_Exercise goal:_ From the records that follow, copy every line that contains the word "seeds".

[[ Provided data, beginning ]]

use std::fs;
use std::path::{Path, PathBuf};

use tracing::{debug, error, info};

use buddhabrot_core::SimulationConfig;

use crate::cli::Cli;
use crate::error::AppError;

/// Load a config file.
///
/// An explicitly requested file must exist and parse. The default file next
/// to the executable is optional, and a broken one is reported and ignored.
pub(crate) fn load(explicit: Option<&Path>) -> Result<SimulationConfig, AppError> {
    match explicit {
        Some(path) => read(path),
        None => {
            let path = crate::app_dir::default_config_path();
            if !path.exists() {
                debug!("No config file at {}", path.display());
                return Ok(SimulationConfig::default());
            }
            match read(&path) {
                Ok(config) => Ok(config),
                Err(e) => {
                    error!("{e}; using defaults");
                    Ok(SimulationConfig::default())
                }
            }
        }
    }
}

fn read(path: &Path) -> Result<SimulationConfig, AppError> {
    let json = fs::read_to_string(path).map_err(|source| AppError::ConfigRead {
        path: path.to_path_buf(),
        source,
    })?;
    let config = serde_json::from_str(&json).map_err(|source| AppError::ConfigParse {
        path: path.to_path_buf(),
        source,
    })?;
    info!("Loaded config from {}", path.display());
    Ok(config)
}

/// Persist a config as pretty-printed JSON, creating parent directories.
pub(crate) fn save(config: &SimulationConfig, path: &Path) -> Result<(), AppError> {
    let write_err = |source| AppError::ConfigWrite {
        path: path.to_path_buf(),
        source,
    };
    if let Some(parent) = path.parent() {
        fs::create_dir_all(parent).map_err(write_err)?;
    }
    let json = serde_json::to_string_pretty(config).map_err(|source| AppError::ConfigParse {
        path: path.to_path_buf(),
        source,
    })?;
    fs::write(path, json).map_err(write_err)?;
    info!("Saved config to {}", path.display());
    Ok(())
}

/// Apply command-line overrides on top of a loaded config.
///
/// `--size` also resets the seed grid to four seeds per bin unless `--seeds`
/// is given too.
pub(crate) fn apply_overrides(mut config: SimulationConfig, cli: &Cli) -> SimulationConfig {
    if let Some((w, h)) = cli.size {
        config.bins_x = w;
        config.bins_y = h;
        config.seed_points_x = 4 * w;
        config.seed_points_y = 4 * h;
    }
    if let Some((n_x, n_y)) = cli.seeds {
        config.seed_points_x = n_x;
        config.seed_points_y = n_y;
    }
    if let Some(n) = cli.iterations {
        config.max_iterations_preliminary = n;
        config.max_iterations_final = n;
    }
    if let Some(n) = cli.preliminary {
        config.max_iterations_preliminary = n;
    }
    if let Some(n) = cli.final_iterations {
        config.max_iterations_final = n;
    }
    if let Some(n) = cli.redraw_every {
        config.redraw_every = n;
    }
    if let Some(ms) = cli.delay {
        config.interval_ms = ms;
    }
    config
}

/// Where to write frames: `--output`, or `images/` next to the executable.
pub(crate) fn output_dir(cli: &Cli) -> PathBuf {
    cli.output
        .clone()
        .unwrap_or_else(crate::app_dir::images_directory)
}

[[ Provided data, end ]]

_Solution to the exercise:_
/// `--size` also resets the seed grid to four seeds per bin unless `--seeds`
    if let Some((n_x, n_y)) = cli.seeds {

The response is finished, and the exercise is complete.